If the rice needs to be fumigated every two months, then the rice has been through at least 60 fumigation cycles, which critics believe are hazardous to people's health.

Weerachai Phutdhawong, a well-known organic chemistry expert who was asked by one media outlet to test samples taken from the warehouses in Surin, also claimed to have found aflatoxins on the rice. Aflatoxins have been associated with an increased risk of liver cancer.

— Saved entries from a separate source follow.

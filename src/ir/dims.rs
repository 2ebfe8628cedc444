//! Dimension catalog.
//!
//! Every solution has exactly one step dimension, an ordered list of domain
//! dimensions swept by the tiling hierarchy, and any number of misc
//! dimensions that are indexed but never tiled. The last declared domain
//! dimension is the unit-stride (innermost) dimension unless the
//! first-unit-stride flag is set.

use crate::utils::errors::{DimensionError, DimensionErrorKind, StencilResult};
use serde::{Serialize, Deserialize};
use std::fmt;

/// Role of a dimension.
#[derive(Debug, Clone, Copy, PartialEq, Eq, Hash, Serialize, Deserialize)]
pub enum DimKind {
    /// Discrete time/iteration
    Step,
    /// Spatial dimension swept by regions, blocks and clusters
    Domain,
    /// Non-tiled index such as a field component
    Misc,
}

impl fmt::Display for DimKind {
    fn fmt(&self, f: &mut fmt::Formatter<'_>) -> fmt::Result {
        let s = match self {
            DimKind::Step => "step",
            DimKind::Domain => "domain",
            DimKind::Misc => "misc",
        };
        write!(f, "{}", s)
    }
}

/// A declared dimension.
#[derive(Debug, Clone, PartialEq, Eq, Serialize, Deserialize)]
pub struct Dimension {
    pub name: String,
    pub kind: DimKind,
    /// Position in declaration order across all kinds
    pub order: usize,
}

/// Ordered catalog of the dimensions of one solution.
#[derive(Debug, Clone, Default, Serialize, Deserialize)]
pub struct Dimensions {
    dims: Vec<Dimension>,
    first_inner: bool,
    frozen: bool,
}

impl Dimensions {
    pub fn new() -> Self {
        Self::default()
    }

    /// Make the first domain dimension unit-stride instead of the last one.
    pub fn with_first_inner(mut self, first_inner: bool) -> Self {
        self.first_inner = first_inner;
        self
    }

    /// Declare a dimension.
    ///
    /// Repeating an identical declaration is a no-op. Redeclaring a name with
    /// a different kind, adding a second step dimension, or adding any new
    /// dimension after [`Dimensions::freeze`] fails.
    pub fn declare(&mut self, name: &str, kind: DimKind) -> StencilResult<()> {
        if let Some(existing) = self.get(name) {
            if existing.kind == kind {
                return Ok(());
            }
            return Err(DimensionError {
                message: format!(
                    "already declared as a {} dimension, cannot redeclare as {}",
                    existing.kind, kind
                ),
                dim: name.to_string(),
                kind: DimensionErrorKind::DuplicateKind,
            }
            .into());
        }

        if self.frozen {
            return Err(DimensionError {
                message: "dimensions are frozen after finalization".to_string(),
                dim: name.to_string(),
                kind: DimensionErrorKind::Frozen,
            }
            .into());
        }

        if kind == DimKind::Step {
            if let Some(step) = self.step_dim() {
                return Err(DimensionError {
                    message: format!("step dimension is already '{}'", step),
                    dim: name.to_string(),
                    kind: DimensionErrorKind::MultipleStepDims,
                }
                .into());
            }
        }

        let order = self.dims.len();
        self.dims.push(Dimension {
            name: name.to_string(),
            kind,
            order,
        });
        Ok(())
    }

    /// Stop accepting new dimensions.
    pub fn freeze(&mut self) {
        self.frozen = true;
    }

    pub fn is_frozen(&self) -> bool {
        self.frozen
    }

    pub fn get(&self, name: &str) -> Option<&Dimension> {
        self.dims.iter().find(|d| d.name == name)
    }

    pub fn kind_of(&self, name: &str) -> Option<DimKind> {
        self.get(name).map(|d| d.kind)
    }

    /// Look up a dimension's kind, failing for undeclared names.
    pub fn require(&self, name: &str) -> StencilResult<DimKind> {
        self.kind_of(name).ok_or_else(|| {
            DimensionError {
                message: "dimension was never declared".to_string(),
                dim: name.to_string(),
                kind: DimensionErrorKind::Unknown,
            }
            .into()
        })
    }

    pub fn step_dim(&self) -> Option<&str> {
        self.dims
            .iter()
            .find(|d| d.kind == DimKind::Step)
            .map(|d| d.name.as_str())
    }

    /// The step dimension, which must exist once a solution is finalized.
    pub fn require_step_dim(&self) -> StencilResult<&str> {
        self.step_dim().ok_or_else(|| {
            DimensionError {
                message: "solution has no step dimension".to_string(),
                dim: String::new(),
                kind: DimensionErrorKind::MissingStepDim,
            }
            .into()
        })
    }

    /// Domain dimensions in declaration order.
    pub fn ordered_domain_dims(&self) -> Vec<&str> {
        self.names_of(DimKind::Domain)
    }

    pub fn misc_dims(&self) -> Vec<&str> {
        self.names_of(DimKind::Misc)
    }

    fn names_of(&self, kind: DimKind) -> Vec<&str> {
        self.dims
            .iter()
            .filter(|d| d.kind == kind)
            .map(|d| d.name.as_str())
            .collect()
    }

    pub fn num_domain_dims(&self) -> usize {
        self.dims.iter().filter(|d| d.kind == DimKind::Domain).count()
    }

    /// Position of a dimension within the domain dimensions.
    pub fn domain_index(&self, name: &str) -> Option<usize> {
        self.ordered_domain_dims().iter().position(|d| *d == name)
    }

    /// The unit-stride (innermost) domain dimension.
    pub fn unit_stride_dim(&self) -> Option<&str> {
        let domain = self.ordered_domain_dims();
        if self.first_inner {
            domain.first().copied()
        } else {
            domain.last().copied()
        }
    }

    /// Domain dimensions ordered from the unit-stride dimension outward.
    pub fn innermost_first(&self) -> Vec<&str> {
        let mut domain = self.ordered_domain_dims();
        if !self.first_inner {
            domain.reverse();
        }
        domain
    }

    pub fn first_inner(&self) -> bool {
        self.first_inner
    }

    pub fn iter(&self) -> impl Iterator<Item = &Dimension> {
        self.dims.iter()
    }

    pub fn len(&self) -> usize {
        self.dims.len()
    }

    pub fn is_empty(&self) -> bool {
        self.dims.is_empty()
    }
}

Critics are also worried about the effect of the controversy on the reputation of Thai rice overseas.

The Yingluck rice-pledging scheme, which ran from 2011 to 2014, was the largest rice market intervention programme in Thai history.

During the scheme, the government bought grains from farmers at well above the market price without setting any limits on the amount purchased for the first time.

This resulted in losses totalling hundreds of billions of baht.

Yingluck fled the country in 2017 just before the Supreme Court sentenced her to five years in jail for failing to stop corruption-plagued rice sales.

When the scheme ended in May 2014, roughly 18.6 million tonnes of rice remained.

On Sept 10, 2018, the administration of prime minister Prayut Chan-o-cha sold 17.8 million tonnes or 95.7% of the stock, generating a revenue of about 146 billion baht.